Some connection pool systems automatic compensate for this feature of MySQL.

PostgresQL

Databases must use UTF-8 encoding

Create SDB stores with encoding UTF-8.

International character sets can cause corrupted databases otherwise. The database will not pass the SDB test suite.

Set this when creating the database with pgAdmin or if you use the command line, for example:

 CREATE DATABASE "YourStoreName"
 WITH OWNER = "user"
      ENCODING = 'UTF8'
      TABLESPACE = pg_default;

Improving loading rates

The index layout (“layout2/index”) usually loads faster than the hash form.

Existing store

When loading into an existing store, where there is existing data and ANALYZE has been run, the process is:

  • Drop indexes

    sdbconfig –drop

  • Load data

    sdbload file

  • Redo the indexes

    sdbconfig –index

Fresh store

PostgreSQL needs statistics to improve load performance through the use of ANALYSE.

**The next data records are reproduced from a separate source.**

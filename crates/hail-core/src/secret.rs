use std::fmt;

use serde::Deserialize;

/// Wrapper for sensitive strings with redacted Debug/Display.
#[derive(Clone, Deserialize, PartialEq, Eq)]
#[serde(transparent)]
pub struct Secret(String);

impl Secret {
    pub fn new(s: impl Into<String>) -> Self {
        Self(s.into())
    }

    #[must_use]
    pub fn expose(&self) -> &str {
        &self.0
    }

    #[must_use]
    pub fn is_empty(&self) -> bool {
        self.0.trim().is_empty()
    }
}

impl fmt::Debug for Secret {
    fn fmt(&self, f: &mut fmt::Formatter<'_>) -> fmt::Result {
        f.write_str("[REDACTED]")
    }
}

impl fmt::Display for Secret {
    fn fmt(&self, f: &mut fmt::Formatter<'_>) -> fmt::Result {
        f.write_str("[REDACTED]")
    }
}
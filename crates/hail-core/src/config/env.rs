use super::{Config, EngineMode};
use crate::secret::Secret;

impl Config {
    pub(crate) fn apply_env_overrides(&mut self) {
        self.apply_env_overrides_agent();
        self.apply_env_overrides_credentials();
    }

    fn apply_env_overrides_agent(&mut self) {
        if let Ok(v) = std::env::var("HAIL_AGENT_NAME") {
            self.agent.name = Some(v);
        }
        if let Ok(v) = std::env::var("HAIL_AGENT_MODE") {
            match v.parse::<EngineMode>() {
                Ok(mode) => self.agent.mode = mode,
                Err(e) => tracing::warn!("ignoring invalid HAIL_AGENT_MODE value: {e}"),
            }
        }
        if let Ok(v) = std::env::var("HAIL_HOST") {
            self.server.host = v;
        }
        if let Ok(v) = std::env::var("PORT") {
            if let Ok(port) = v.parse::<u16>() {
                self.server.port = Some(port);
            } else {
                tracing::warn!("ignoring invalid PORT value: {v}");
            }
        }
        if let Ok(v) = std::env::var("PUBLIC_URL") {
            self.server.public_url = v;
        }
        if let Ok(v) = std::env::var("AGENT_A_URL") {
            self.peer.url = v.trim().trim_end_matches('/').to_owned();
        }
        if let Ok(v) = std::env::var("HAIL_PEER_TIMEOUT") {
            if let Ok(secs) = v.parse::<u64>() {
                self.peer.timeout_secs = secs;
            } else {
                tracing::warn!("ignoring invalid HAIL_PEER_TIMEOUT value: {v}");
            }
        }
        if let Ok(v) = std::env::var("HAIL_LLM_BASE_URL") {
            self.llm.base_url = v;
        }
        if let Ok(v) = std::env::var("HAIL_LLM_MODEL") {
            self.llm.model = v;
        }
        if let Ok(v) = std::env::var("HAIL_SESSION_IDLE_TIMEOUT") {
            if let Ok(secs) = v.parse::<u64>() {
                self.sessions.idle_timeout_secs = secs;
            } else {
                tracing::warn!("ignoring invalid HAIL_SESSION_IDLE_TIMEOUT value: {v}");
            }
        }
        if let Ok(v) = std::env::var("HAIL_FORM_TTL") {
            if let Ok(secs) = v.parse::<u64>() {
                self.forms.ttl_secs = secs;
            } else {
                tracing::warn!("ignoring invalid HAIL_FORM_TTL value: {v}");
            }
        }
    }

    fn apply_env_overrides_credentials(&mut self) {
        if let Ok(v) = std::env::var("OPENAI_API_KEY")
            && !v.trim().is_empty()
        {
            self.llm.api_key = Some(Secret::new(v));
        }
        if let Ok(v) = std::env::var("AGENT_A_TOKEN")
            && !v.trim().is_empty()
        {
            self.peer.auth_token = Some(Secret::new(v));
        }
    }
}
use std::sync::Arc;

use hail_llm::{ChatResponse, Message, MessagePart, Role, ToolCallingOracle};

use super::{Content, MixedContent, ProgressSink, TaskFailure};
use crate::tools::{ToolContext, ToolSet};

/// Drives the oracle through rounds of tool calls until it answers in text.
pub struct ToolLoop {
    oracle: Arc<dyn ToolCallingOracle>,
    instructions: String,
    max_iterations: usize,
    progress_message: String,
}

impl ToolLoop {
    pub fn new(
        oracle: Arc<dyn ToolCallingOracle>,
        instructions: impl Into<String>,
        progress_message: impl Into<String>,
    ) -> Self {
        Self {
            oracle,
            instructions: instructions.into(),
            max_iterations: 4,
            progress_message: progress_message.into(),
        }
    }

    #[must_use]
    pub fn with_max_iterations(mut self, max_iterations: usize) -> Self {
        self.max_iterations = max_iterations.max(1);
        self
    }

    /// Run one query to a final content.
    ///
    /// Progress is reported before the first oracle call and before every
    /// batch of tool executions.
    ///
    /// # Errors
    ///
    /// Returns an `Internal` failure when the oracle fails or never produces
    /// a final answer within the iteration budget.
    pub async fn run(
        &self,
        query: &str,
        tools: &ToolSet,
        progress: &ProgressSink,
    ) -> Result<Content, TaskFailure> {
        let definitions = tools.definitions();
        let mut messages = vec![
            Message::text(Role::System, self.instructions.as_str()),
            Message::text(Role::User, query),
        ];

        progress.progress(self.progress_message.as_str());

        for iteration in 0..self.max_iterations {
            let response = self
                .oracle
                .chat_with_tools(&messages, &definitions)
                .await
                .map_err(|e| TaskFailure::internal(format!("Agent execution failed: {e}")))?;

            let (text, tool_calls) = match response {
                ChatResponse::Text(text) => return Ok(Content::Text(text)),
                ChatResponse::ToolUse { text, tool_calls } => (text, tool_calls),
            };

            tracing::debug!(
                iteration,
                oracle = self.oracle.name(),
                calls = tool_calls.len(),
                "executing tool calls"
            );
            progress.progress(self.progress_message.as_str());

            let mut assistant_parts = Vec::with_capacity(tool_calls.len() + 1);
            if let Some(t) = text.as_ref().filter(|t| !t.is_empty()) {
                assistant_parts.push(MessagePart::Text { text: t.clone() });
            }
            let mut result_parts = Vec::with_capacity(tool_calls.len());
            let mut direct: Option<Content> = None;

            for call in tool_calls {
                assistant_parts.push(MessagePart::ToolUse {
                    id: call.id.clone(),
                    name: call.name.clone(),
                    input: call.input.clone(),
                });

                let mut ctx = ToolContext::default();
                match tools.execute(&call.name, call.input, &mut ctx).await {
                    Ok(output) => {
                        result_parts.push(MessagePart::ToolResult {
                            tool_use_id: call.id,
                            content: output.to_model_text(),
                            is_error: false,
                        });
                        if ctx.skip_summarization && direct.is_none() {
                            direct = Some(output);
                        }
                    }
                    Err(e) => {
                        tracing::warn!(tool = %call.name, error = %e, "tool call failed");
                        result_parts.push(MessagePart::ToolResult {
                            tool_use_id: call.id,
                            content: e.to_string(),
                            is_error: true,
                        });
                    }
                }
            }

            if let Some(output) = direct {
                return Ok(match text.filter(|t| !t.trim().is_empty()) {
                    Some(text) => Content::Mixed(MixedContent {
                        text,
                        structured_data: serde_json::to_value(&output)
                            .unwrap_or(serde_json::Value::Null),
                    }),
                    None => output,
                });
            }

            messages.push(Message::from_parts(Role::Assistant, assistant_parts));
            messages.push(Message::from_parts(Role::User, result_parts));
        }

        Err(TaskFailure::internal(format!(
            "Agent execution failed: no final answer after {} tool rounds",
            self.max_iterations
        )))
    }
}
//! Shared HTTP client construction for oracle backends.

use std::time::Duration;

/// Build the HTTP client used by oracle backends.
///
/// Config: 30s connect timeout, caller-supplied request timeout, rustls TLS,
/// `hail/{version}` user-agent, redirect limit 10.
pub(crate) fn build_client(timeout: Duration) -> reqwest::Result<reqwest::Client> {
    reqwest::Client::builder()
        .connect_timeout(Duration::from_secs(30))
        .timeout(timeout)
        .user_agent(concat!("hail/", env!("CARGO_PKG_VERSION")))
        .redirect(reqwest::redirect::Policy::limited(10))
        .build()
}
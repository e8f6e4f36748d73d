use std::collections::HashMap;
use std::sync::Arc;
use std::time::Duration;

use chrono::{DateTime, Utc};
use tokio::sync::{RwLock, watch};

#[derive(Debug, Clone, PartialEq)]
pub struct Session {
    pub id: String,
    pub state: HashMap<String, serde_json::Value>,
    pub created_at: DateTime<Utc>,
    pub last_seen: DateTime<Utc>,
}

impl Session {
    fn new(id: &str) -> Self {
        let now = Utc::now();
        Self {
            id: id.to_owned(),
            state: HashMap::new(),
            created_at: now,
            last_seen: now,
        }
    }
}

/// Ephemeral per-process sessions keyed by caller-supplied id.
#[derive(Clone, Default)]
pub struct SessionStore {
    sessions: Arc<RwLock<HashMap<String, Session>>>,
}

impl SessionStore {
    #[must_use]
    pub fn new() -> Self {
        Self::default()
    }

    /// Return the session for `id`, creating an empty one on first reference.
    pub async fn get_or_create(&self, id: &str) -> Session {
        let mut sessions = self.sessions.write().await;
        let session = sessions.entry(id.to_owned()).or_insert_with(|| {
            tracing::debug!(session_id = %id, "session created");
            Session::new(id)
        });
        session.last_seen = Utc::now();
        session.clone()
    }

    pub async fn get(&self, id: &str) -> Option<Session> {
        self.sessions.read().await.get(id).cloned()
    }

    /// Set one state key. Returns `false` when the session does not exist.
    pub async fn set_state(&self, id: &str, key: &str, value: serde_json::Value) -> bool {
        let mut sessions = self.sessions.write().await;
        match sessions.get_mut(id) {
            Some(session) => {
                session.state.insert(key.to_owned(), value);
                session.last_seen = Utc::now();
                true
            }
            None => false,
        }
    }

    /// Drop sessions untouched for longer than `max_idle`. Returns how many were removed.
    pub async fn evict_idle(&self, max_idle: Duration) -> usize {
        let Ok(max_idle) = chrono::Duration::from_std(max_idle) else {
            return 0;
        };
        let cutoff = Utc::now() - max_idle;
        let mut sessions = self.sessions.write().await;
        let before = sessions.len();
        sessions.retain(|_, s| s.last_seen >= cutoff);
        before - sessions.len()
    }

    /// Periodically evict idle sessions until `shutdown` flips to `true`.
    pub fn spawn_idle_sweeper(
        &self,
        max_idle: Duration,
        mut shutdown: watch::Receiver<bool>,
    ) -> tokio::task::JoinHandle<()> {
        let store = self.clone();
        let period = (max_idle / 2).max(Duration::from_secs(1));
        tokio::spawn(async move {
            let mut ticker = tokio::time::interval(period);
            ticker.tick().await;
            loop {
                tokio::select! {
                    _ = ticker.tick() => {
                        let evicted = store.evict_idle(max_idle).await;
                        if evicted > 0 {
                            tracing::info!(evicted, "evicted idle sessions");
                        }
                    }
                    changed = shutdown.changed() => {
                        if changed.is_err() || *shutdown.borrow() {
                            break;
                        }
                    }
                }
            }
        })
    }

    pub async fn len(&self) -> usize {
        self.sessions.read().await.len()
    }

    pub async fn is_empty(&self) -> bool {
        self.sessions.read().await.is_empty()
    }
}
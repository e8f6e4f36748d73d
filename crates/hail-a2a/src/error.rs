#[derive(Debug, thiserror::Error)]
pub enum A2aError {
    #[error("HTTP request failed: {0}")]
    Http(#[from] reqwest::Error),

    #[error("server error: {0}")]
    Server(String),
}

When loading the first time, there are no statistics so, for a large load, it is advisable to load a sample, run ANALYSE and then load the whole data.

  • Create the database without indexes (just the primary keys).

    sdbconfig –format

  • Load a sample of the triples (say, a 100K or a million triples

    • until

the load rate starts to drop appreciably). The sample must be representative of the data.

 sdbload --time sample
  • Run ANALYZE on the database.

  • If your sample is one part of a large set of files, this set is not necessary at all. If you are loading one single large file then you might wish to empty the database. This is only needed if the data has bNodes in

it because the load process suppresses duplicates.

 sdbconfig --truncate
  • Now load the data or rest of the data.

    sdbload –time file

  • Add the indexes. This only takes a few minutes even on a very large store but calculating them during loading (that is, --create, not --format) is noticeably slower.

    sdbconfig –index

  • Run ANALYZE on the database again.

Tuning

It is essential to run the PostgreSQL ANALYZE command on a database, either during or after building. This is done via the command line psql or via pgAdmin. The PostgreSQL documentation describes ways to run this as a background daemon.

Various of the PostgreSQL configuration parameters will affect performance, particularly effective_cache_size. The parameter enable_seqscan may help avoid some unexpected slow queries.